Here’s my latest post…
I know all about having limited time to invest in changing arm action.
As you mention in the article, it’s more realistic to assess a few critical areas in which the current action can be made more efficient.
Unless I have blocks of 1 on 1 time laid out over an extended period, I really can’t see starting something I will probably not be able to finish.
I point out faults or inefficiencies that are closest to the first movement as I can find. As those things are corrected, and if the opportunities present themselves, we will work on the next thing, and so on.
I can buy into your assessment stage where the gun is not the first focus. Can the kid pitch, or is he just an arm? is a great question to ask.
With my son, he was inconsistent as hell for a while.

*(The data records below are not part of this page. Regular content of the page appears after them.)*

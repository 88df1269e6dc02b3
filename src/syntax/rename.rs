//! Planning of import renames as text replacements.
//!
//! A rename of `old` to `new` touches three shapes of import:
//!
//! - `import old[.rest] [as x]`: the dotted prefix is swapped.
//! - `from old[.rest] import ...`: the module prefix is swapped.
//! - `from parent(old) import last(old) [as x]`: the name moves. When the
//!   target lives in a different module and the statement imports other
//!   names too, the moved names are cut out of the list and re-imported in a
//!   new statement placed right after the original one.
//!
//! Matching is done on whole dotted components, so renaming `a.b` never
//! touches `a.bc` or `ab.c`.

use std::fmt;

use rowan::TextRange;

use super::ast::{Alias, FromImportStmt, Import, ImportStmt};
use super::kind::{SyntaxElement, SyntaxKind};
use super::lexer::is_identifier;
use super::{RenameError, SourceFile};
use crate::rewriter::Replacement;

/// A qualified name split into its relative level and dotted components.
#[derive(Debug, Clone, PartialEq, Eq)]
pub(super) struct DottedPath {
    level: usize,
    parts: Vec<String>,
}

impl DottedPath {
    pub(super) fn parse(name: &str) -> Option<Self> {
        let absolute = name.trim_start_matches('.');
        let parts: Vec<String> = absolute.split('.').map(str::to_string).collect();
        parts.iter().all(|part| is_identifier(part)).then(|| Self {
            level: name.len() - absolute.len(),
            parts,
        })
    }

    fn starts_with(&self, prefix: &DottedPath) -> bool {
        self.level == prefix.level
            && !prefix.parts.is_empty()
            && self.parts.len() >= prefix.parts.len()
            && self.parts[..prefix.parts.len()] == prefix.parts[..]
    }

    fn parent(&self) -> DottedPath {
        DottedPath {
            level: self.level,
            parts: self.parts[..self.parts.len().saturating_sub(1)].to_vec(),
        }
    }

    fn last(&self) -> &str {
        self.parts.last().map(String::as_str).unwrap_or_default()
    }

    fn is_empty(&self) -> bool {
        self.level == 0 && self.parts.is_empty()
    }

    /// Renders this path followed by `suffix`, the components of a longer
    /// name that lay beyond the matched prefix.
    fn with_suffix(&self, suffix: &[String]) -> String {
        let mut text = ".".repeat(self.level);
        let parts: Vec<&str> = self
            .parts
            .iter()
            .chain(suffix)
            .map(String::as_str)
            .collect();
        text.push_str(&parts.join("."));
        text
    }
}

impl fmt::Display for DottedPath {
    fn fmt(&self, f: &mut fmt::Formatter<'_>) -> fmt::Result {
        f.write_str(&self.with_suffix(&[]))
    }
}

/// Computes the replacements that rename `old` to `new` in `file`.
///
/// An empty result means nothing in the file imports `old`.
pub(super) fn plan(
    file: &SourceFile,
    old: &DottedPath,
    new: &DottedPath,
) -> Result<Vec<Replacement>, RenameError> {
    let mut replacements = Vec::new();

    for import in file.imports() {
        match import {
            Import::Plain(stmt) => plan_plain(&stmt, old, new, &mut replacements)?,
            Import::From(stmt) => plan_from(file.text(), &stmt, old, new, &mut replacements),
        }
    }

    Ok(replacements)
}

fn plan_plain(
    stmt: &ImportStmt,
    old: &DottedPath,
    new: &DottedPath,
    out: &mut Vec<Replacement>,
) -> Result<(), RenameError> {
    for alias in stmt.aliases() {
        let Some(name) = alias.dotted_name() else {
            continue;
        };
        let path = DottedPath {
            level: 0,
            parts: name.parts(),
        };
        if !path.starts_with(old) {
            continue;
        }
        if new.level > 0 {
            return Err(RenameError::RelativeTarget {
                old: path.to_string(),
                new: new.to_string(),
            });
        }
        out.push(replace(
            name.range(),
            new.with_suffix(&path.parts[old.parts.len()..]),
        ));
    }
    Ok(())
}

fn plan_from(
    text: &str,
    stmt: &FromImportStmt,
    old: &DottedPath,
    new: &DottedPath,
    out: &mut Vec<Replacement>,
) {
    let Some(module_path) = stmt.module_path() else {
        return;
    };
    let module = DottedPath {
        level: module_path.level(),
        parts: module_path.parts(),
    };

    if module.starts_with(old) {
        out.push(replace(
            module_path.range(),
            new.with_suffix(&module.parts[old.parts.len()..]),
        ));
        return;
    }

    if module != old.parent() {
        return;
    }

    let aliases: Vec<Alias> = stmt.aliases().collect();
    let moved: Vec<bool> = aliases
        .iter()
        .map(|alias| {
            alias
                .dotted_name()
                .is_some_and(|name| name.parts() == [old.last()])
        })
        .collect();
    if !moved.contains(&true) {
        return;
    }

    let target_module = new.parent();
    let target_name = new.last();
    let every_alias_moves = moved.iter().all(|m| *m);

    if target_module == module || (every_alias_moves && !target_module.is_empty()) {
        if target_module != module {
            out.push(replace(module_path.range(), target_module.to_string()));
        }
        if target_name != old.last() {
            for (alias, _) in aliases.iter().zip(&moved).filter(|(_, m)| **m) {
                if let Some(name) = alias.dotted_name() {
                    out.push(replace(name.range(), target_name.to_string()));
                }
            }
        }
        return;
    }

    let separator = statement_separator(text, usize::from(stmt.range().start()));
    let statements: Vec<String> = aliases
        .iter()
        .zip(&moved)
        .filter(|(_, m)| **m)
        .map(|(alias, _)| compose(&target_module, target_name, alias.asname()))
        .collect();

    if every_alias_moves {
        out.push(replace(stmt.range(), statements.join(&separator)));
        return;
    }

    out.extend(removals(text, stmt, &aliases, &moved));
    let end = after_trailing_comment(text, stmt.range().end().into(), &separator);
    out.push(Replacement::new(
        end,
        end,
        statements
            .iter()
            .map(|statement| format!("{separator}{statement}"))
            .collect(),
    ));
}

/// Replacements that cut the moved aliases out of an import list, together
/// with the commas that separated them from the aliases that stay.
fn removals(
    text: &str,
    stmt: &FromImportStmt,
    aliases: &[Alias],
    moved: &[bool],
) -> Vec<Replacement> {
    let elements: Vec<SyntaxElement> = stmt.syntax().children_with_tokens().collect();
    let positions: Vec<usize> = aliases
        .iter()
        .filter_map(|alias| {
            elements
                .iter()
                .position(|element| element.as_node() == Some(alias.syntax()))
        })
        .collect();
    let parenthesized = elements.iter().any(|e| e.kind() == SyntaxKind::L_PAREN);

    let mut out = Vec::new();
    let mut i = 0;
    while i < positions.len() {
        if !moved[i] {
            i += 1;
            continue;
        }
        let first = i;
        while i + 1 < positions.len() && moved[i + 1] {
            i += 1;
        }
        let last = i;
        i += 1;

        let run_start = usize::from(elements[positions[first]].text_range().start());
        let run_end = usize::from(elements[positions[last]].text_range().end());

        match next_significant(&elements, positions[last], SyntaxKind::COMMA) {
            Some(comma) => {
                let mut end_index = comma;
                while elements
                    .get(end_index + 1)
                    .is_some_and(|e| e.kind() == SyntaxKind::WHITESPACE)
                {
                    end_index += 1;
                }
                let mut start = run_start;
                let mut end = usize::from(elements[end_index].text_range().end());

                let line_start = start_of_line(text, start);
                let owns_line = text[line_start..start]
                    .chars()
                    .all(|c| matches!(c, ' ' | '\t'));
                if let Some(newline) = elements
                    .get(end_index + 1)
                    .filter(|e| e.kind() == SyntaxKind::NEWLINE && owns_line)
                {
                    start = line_start;
                    end = usize::from(newline.text_range().end());
                }
                out.push(Replacement::new(start, end, String::new()));
            }
            None => {
                // The run closes the list, so the comma after the previous
                // kept alias goes instead. Comments and line breaks between
                // that comma and the run stay where they are.
                let Some(prev) = first.checked_sub(1) else {
                    continue;
                };
                let comma = next_significant(&elements, positions[prev], SyntaxKind::COMMA);
                let Some(comma) = comma else {
                    continue;
                };
                let mut comma_start = comma;
                while comma_start > 0
                    && elements[comma_start - 1].kind() == SyntaxKind::WHITESPACE
                {
                    comma_start -= 1;
                }
                out.push(Replacement::new(
                    elements[comma_start].text_range().start().into(),
                    elements[comma].text_range().end().into(),
                    String::new(),
                ));

                let line_start = start_of_line(text, run_start);
                let owns_line = parenthesized
                    && line_start > usize::from(elements[comma].text_range().end())
                    && text[line_start..run_start]
                        .chars()
                        .all(|c| matches!(c, ' ' | '\t'));
                let (start, end) = if owns_line {
                    let mut after = positions[last] + 1;
                    while elements
                        .get(after)
                        .is_some_and(|e| e.kind() == SyntaxKind::WHITESPACE)
                    {
                        after += 1;
                    }
                    let end = elements
                        .get(after)
                        .filter(|e| e.kind() == SyntaxKind::NEWLINE)
                        .map_or(run_end, |newline| newline.text_range().end().into());
                    (line_start, end)
                } else {
                    let mut before = positions[first];
                    while before > comma + 1
                        && matches!(
                            elements[before - 1].kind(),
                            SyntaxKind::WHITESPACE | SyntaxKind::CONTINUATION
                        )
                    {
                        before -= 1;
                    }
                    (elements[before].text_range().start().into(), run_end)
                };
                out.push(Replacement::new(start, end, String::new()));
            }
        }
    }
    out
}

/// Index of the first non-trivia element after `index`, if it has `kind`.
fn next_significant(
    elements: &[SyntaxElement],
    index: usize,
    kind: SyntaxKind,
) -> Option<usize> {
    elements
        .iter()
        .enumerate()
        .skip(index + 1)
        .find(|(_, element)| !element.kind().is_trivia())
        .filter(|(_, element)| element.kind() == kind)
        .map(|(i, _)| i)
}

fn start_of_line(text: &str, offset: usize) -> usize {
    text[..offset].rfind(['\n', '\r']).map_or(0, |i| i + 1)
}

/// What goes between the original statement and a split-off one: a line
/// break with the same indentation, or `; ` when the statement shares its
/// line with other code.
fn statement_separator(text: &str, start: usize) -> String {
    let line_start = start_of_line(text, start);
    let indent = text[line_start..start].trim_start_matches('\u{feff}');
    if indent.chars().all(|c| matches!(c, ' ' | '\t' | '\x0c')) {
        let newline = if text.contains("\r\n") { "\r\n" } else { "\n" };
        format!("{newline}{indent}")
    } else {
        "; ".to_string()
    }
}

/// Where split-off statements go: right after `end`, or after the comment
/// that ends the statement's line when they start on a line of their own.
fn after_trailing_comment(text: &str, end: usize, separator: &str) -> usize {
    if !separator.starts_with(['\n', '\r']) {
        return end;
    }
    let rest = &text[end..];
    let comment = rest.trim_start_matches([' ', '\t', '\x0c']);
    if !comment.starts_with('#') {
        return end;
    }
    end + (rest.len() - comment.len()) + comment.find(['\n', '\r']).unwrap_or(comment.len())
}

fn compose(module: &DottedPath, name: &str, asname: Option<String>) -> String {
    let alias = match asname {
        Some(asname) => format!("{name} as {asname}"),
        None => name.to_string(),
    };
    if module.is_empty() {
        format!("import {alias}")
    } else {
        format!("from {module} import {alias}")
    }
}

fn replace(range: TextRange, new_text: String) -> Replacement {
    Replacement::new(range.start().into(), range.end().into(), new_text)
}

Everything I tried to change would work at the start, but he would always revert to the original arm action / delivery, which wasn’t horrible, but was not as efficient as it could have been. He was not getting his lower half moving fast enough and was trying to add velocity at the end with his arm. My fix was to tell him that if he wants to move his arm that fast at the end, then he needs to match that speed with his hand break and maintain it through release.
He was much more connected after that. He could develop a feel for his entire delivery and could tell if he was not right. He could begin to be his own mechanics coach. His velocity improved to the point where it was the rare kid on his team capable of catching for him.
I enjoyed reading your post, Lantz–as usual. Keep them coming.
Thanks for the kind words.
You’re right on, the original arm action is stubborn to change and in my experience, it always seems to revert back.
Tempo and sequencing is extremely important as you mentioned-
The hand break is often overlooked and its one of the staples Paul Nyman often refers too.